Homemade baby food how-tos


Homemade baby food how-tos

Texture and consistency


Your baby food should change as your baby grows. To make baby food that's right for their milestone right now, stick to the consistencies below.


  • Supported Sitter - Smooth, thin single texture
  • Sitter - Thick, coarse single texture
  • Crawler - Diced, soft pieces or thick puree with lumps



Making safety your first priority


Babies are at a higher risk of food-borne illnesses because their immune system are not fully developed. Follow the tips below to help ensure your homemade baby food is prepared safely.


  • Thoroughly wash hands and equipment before getting started.
  • Wash foods well before you begin chopping, even those you plan to peel.
  • Use different cutting boards for your meat, poultry, fish and non-meat foods, like fruits and vegetables. Wash knives well between cutting different foods.
  • Make sure your refrigerator is set below 40⁰ F and that meats are stored in the coldest part.
  • Cook all foods to the correct internal temperature. Minimum cooking temperatures: red meat = 160⁰ F, poultry = 165⁰ F, pork and fish = 145⁰ F



Foods to avoid making at home


The American Academy of Pediatrics recommends to only feed commercial preparations of the following baby foods in early infancy: spinach, beets, green beans, squash and carrots. These foods may be high in nitrates, a chemical that can cause a low blood count (anemia) in young babies. Levels of nitrates are tested in commercially prepared baby foods.

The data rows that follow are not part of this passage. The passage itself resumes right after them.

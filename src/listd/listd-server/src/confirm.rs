/*
 * vSMTP mail transfer agent
 * Copyright (C) 2022 viridIT SAS
 *
 * This program is free software: you can redistribute it and/or modify it under
 * the terms of the GNU General Public License as published by the Free Software
 * Foundation, either version 3 of the License, or any later version.
 *
 * This program is distributed in the hope that it will be useful, but WITHOUT
 * ANY WARRANTY; without even the implied warranty of MERCHANTABILITY or FITNESS
 * FOR A PARTICULAR PURPOSE.  See the GNU General Public License for more details.
 *
 * You should have received a copy of the GNU General Public License along with
 * this program. If not, see https://www.gnu.org/licenses/.
 *
*/
use listd_common::{metadata::keys, QueueName};
use listd_config::Config;
use listd_mlist::{notice, Bouncer, DigestFormat, ListStore, Member, Outbox, PendingOp};
use lqueue::Switchboard;

/// What a confirmation cookie did.
#[derive(Debug, Clone, PartialEq, Eq)]
pub enum Confirmed {
    ///
    Subscribed(String),
    ///
    Unsubscribed(String),
    ///
    AddressChanged {
        ///
        old: String,
        ///
        new: String,
    },
    /// The held post was sent back to the `in` queue, approved.
    Released {
        ///
        reason: String,
    },
    /// The delivery of the member was enabled again.
    ReEnabled(String),
    /// The cookie is unknown, expired, or does not apply to the list.
    Unknown,
}

impl std::fmt::Display for Confirmed {
    fn fmt(&self, f: &mut std::fmt::Formatter<'_>) -> std::fmt::Result {
        match self {
            Self::Subscribed(address) => write!(f, "{address} subscribed"),
            Self::Unsubscribed(address) => write!(f, "{address} unsubscribed"),
            Self::AddressChanged { old, new } => write!(f, "{old} changed to {new}"),
            Self::Released { reason } => write!(f, "held post released ({reason})"),
            Self::ReEnabled(address) => write!(f, "delivery of {address} re-enabled"),
            Self::Unknown => f.write_str("unknown or expired cookie"),
        }
    }
}

/// Apply the operation pending under `cookie` for `listname`.
///
/// # Errors
///
/// * the list does not exist or could not be locked
/// * the pending database or the queues failed
pub fn confirm(config: &Config, listname: &str, cookie: &str) -> anyhow::Result<Confirmed> {
    let store = ListStore::new(config);
    if !store.exists(listname) {
        anyhow::bail!("list `{listname}` does not exist");
    }
    let _lock = store.lock(listname)?;
    let mut list = store.load(listname)?;
    let pending = store.pending(listname);
    let virgin = Switchboard::open(config, QueueName::Virgin)?;

    let Some(op) = pending.pend_confirm(cookie, false)? else {
        return Ok(Confirmed::Unknown);
    };

    let confirmed = match op {
        PendingOp::ReEnable { .. } => {
            let address = Bouncer::new(
                &mut list,
                &pending,
                &virgin,
                config.server.bounce.verp_probes,
            )
            .confirm_reenable(cookie)?;
            address.map_or(Confirmed::Unknown, Confirmed::ReEnabled)
        }
        PendingOp::Probe { .. } => {
            pending.pend_repend(cookie, op)?;
            anyhow::bail!("cookie `{cookie}` identifies a probe, it cannot be confirmed");
        }
        op => {
            pending.pend_confirm(cookie, true)?;
            apply(config, &mut list, &virgin, op)?
        }
    };

    store.save(&list)?;
    tracing::info!(list = %listname, %cookie, outcome = %confirmed, "Cookie confirmed.");
    Ok(confirmed)
}

fn apply(
    config: &Config,
    list: &mut listd_mlist::MailingList,
    virgin: &Switchboard,
    op: PendingOp,
) -> anyhow::Result<Confirmed> {
    Ok(match op {
        PendingOp::Subscription {
            address,
            realname,
            digest,
        } => {
            let mut member = Member::new(&address);
            member.realname = realname;
            if digest && list.digest.digestable {
                member = member.with_digest(DigestFormat::default());
            }
            list.add_member(member);
            let (mail, metadata) = notice::user_notification(
                list,
                &address,
                &list.request_address(),
                &format!("Welcome to the {} mailing list", list.name),
                &format!(
                    "Your address {address} is now subscribed to the {} mailing list.\nTo post, write to {}.\n",
                    list.name,
                    list.posting_address()
                ),
            );
            virgin.send(&mail, &metadata)?;
            Confirmed::Subscribed(address)
        }
        PendingOp::Unsubscription { address } => {
            if list.remove_member(&address).is_none() {
                return Ok(Confirmed::Unknown);
            }
            let (mail, metadata) = notice::goodbye(list, &address);
            virgin.send(&mail, &metadata)?;
            Confirmed::Unsubscribed(address)
        }
        PendingOp::ChangeOfAddress { old, new } => {
            let Some(mut member) = list.remove_member(&old) else {
                return Ok(Confirmed::Unknown);
            };
            member.address = new.clone();
            list.add_member(member);
            Confirmed::AddressChanged { old, new }
        }
        PendingOp::HeldMessage {
            reason,
            message,
            mut metadata,
        } => {
            metadata.insert(keys::APPROVED, true);
            Switchboard::open(config, QueueName::In)?.enqueue(&message, &metadata)?;
            Confirmed::Released { reason }
        }
        PendingOp::ReEnable { .. } | PendingOp::Probe { .. } => Confirmed::Unknown,
    })
}

#[cfg(test)]
mod tests {
    use super::*;
    use listd_common::{DeliveryStatus, Metadata};
    use listd_mlist::MailingList;
    use lqueue::Extension;
    use pretty_assertions::assert_eq;

    fn setup(root: &std::path::Path) -> (Config, ListStore) {
        let config = listd_test::config::local_test(root);
        let store = ListStore::new(&config);
        let mut list = MailingList::new("test", "lists.testserver.com");
        list.add_member(Member::new("user@domain.tld"));
        store.create(&list).unwrap();
        (config, store)
    }

    fn pend(store: &ListStore, op: PendingOp) -> String {
        store.pending("test").pend_new(op).unwrap()
    }

    fn notices(config: &Config) -> usize {
        Switchboard::open(config, QueueName::Virgin)
            .unwrap()
            .files(Extension::Pck)
            .unwrap()
            .len()
    }

    #[test]
    fn membership() {
        let root = tempfile::tempdir().unwrap();
        let (config, store) = setup(root.path());

        let cookie = pend(
            &store,
            PendingOp::Subscription {
                address: "New@Domain.tld".to_string(),
                realname: Some("New".to_string()),
                digest: false,
            },
        );
        assert_eq!(
            confirm(&config, "test", &cookie).unwrap(),
            Confirmed::Subscribed("New@Domain.tld".to_string())
        );
        assert_eq!(confirm(&config, "test", &cookie).unwrap(), Confirmed::Unknown);

        let cookie = pend(
            &store,
            PendingOp::ChangeOfAddress {
                old: "user@domain.tld".to_string(),
                new: "moved@domain.tld".to_string(),
            },
        );
        confirm(&config, "test", &cookie).unwrap();

        let cookie = pend(
            &store,
            PendingOp::Unsubscription {
                address: "new@domain.tld".to_string(),
            },
        );
        assert_eq!(
            confirm(&config, "test", &cookie).unwrap(),
            Confirmed::Unsubscribed("new@domain.tld".to_string())
        );

        let list = store.load("test").unwrap();
        assert_eq!(
            list.members.keys().collect::<Vec<_>>(),
            vec!["moved@domain.tld"]
        );
        assert_eq!(notices(&config), 2);
    }

    #[test]
    fn held_post_released() {
        let root = tempfile::tempdir().unwrap();
        let (config, store) = setup(root.path());
        let cookie = pend(
            &store,
            PendingOp::HeldMessage {
                reason: "Post by non-member".to_string(),
                message: listd_test::mail::local_post("test", "other@domain.tld", "held"),
                metadata: Metadata::for_list("test"),
            },
        );

        assert_eq!(
            confirm(&config, "test", &cookie).unwrap(),
            Confirmed::Released {
                reason: "Post by non-member".to_string()
            }
        );
        let incoming = Switchboard::open(&config, QueueName::In).unwrap();
        let ids = incoming.files(Extension::Pck).unwrap();
        assert_eq!(ids.len(), 1);
        let (_, metadata) = incoming.read(&ids[0], Extension::Pck).unwrap();
        assert!(metadata.flag(keys::APPROVED));
    }

    #[test]
    fn reenable() {
        let root = tempfile::tempdir().unwrap();
        let (config, store) = setup(root.path());
        let mut list = store.load("test").unwrap();
        list.set_delivery_status("user@domain.tld", DeliveryStatus::ByBounce);
        store.save(&list).unwrap();

        let cookie = pend(
            &store,
            PendingOp::ReEnable {
                listname: "test".to_string(),
                address: "user@domain.tld".to_string(),
            },
        );
        assert_eq!(
            confirm(&config, "test", &cookie).unwrap(),
            Confirmed::ReEnabled("user@domain.tld".to_string())
        );
        assert_eq!(
            store.load("test").unwrap().delivery_status("user@domain.tld"),
            Some(DeliveryStatus::Enabled)
        );
    }

    #[test]
    fn probe_is_not_confirmable() {
        let root = tempfile::tempdir().unwrap();
        let (config, store) = setup(root.path());
        let cookie = pend(
            &store,
            PendingOp::Probe {
                address: "user@domain.tld".to_string(),
                message: listd_test::mail::local_mail(),
            },
        );
        assert!(confirm(&config, "test", &cookie).is_err());
        assert!(store.pending("test").pend_confirm(&cookie, false).unwrap().is_some());
        assert!(confirm(&config, "ghost", &cookie).is_err());
    }
}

Additionally, the following foods should never be fed to your baby or used in homemade baby foods, since they increase the risk of food-borne illness.


  • Unpasteurized dairy foods, like raw milk and many soft cheeses
  • Honey
  • Home-canned foods
  • Food from cans that are dented, rusted, damaged, out-of-date or missing a label



Tips for preparing homemade baby food


  • Choose fresh foods first, though frozen and canned foods work as well.
  • Prepare foods without salt, sugar or seasoning.
  • Stick with single-ingredient foods in the beginning.
  • Use a blender, food processor or food mill, following manufacturer’s directions, to puree your baby’s first foods. Machines that both steam and puree are also an option.
  • Remember to match the consistency and texture with his developmental stage.



Storing your homemade baby food


  • Always throw out any left-over, uneaten food from your baby’s dish.
  • Once cooked, baby food should be refrigerated within two hours (or one hour if the outside temperature is > 90⁰ F).
  • Prepared, homemade baby food can be stored in the refrigerator for 24 hours for meat, poultry, fish, and eggs and 48 hours for fruits and vegetables. It can then be frozen for up to one month.
  • Thaw frozen baby foods in the refrigerator or microwave (be careful and watch for hot spots). Never leave food to thaw at room temperature or sitting in water.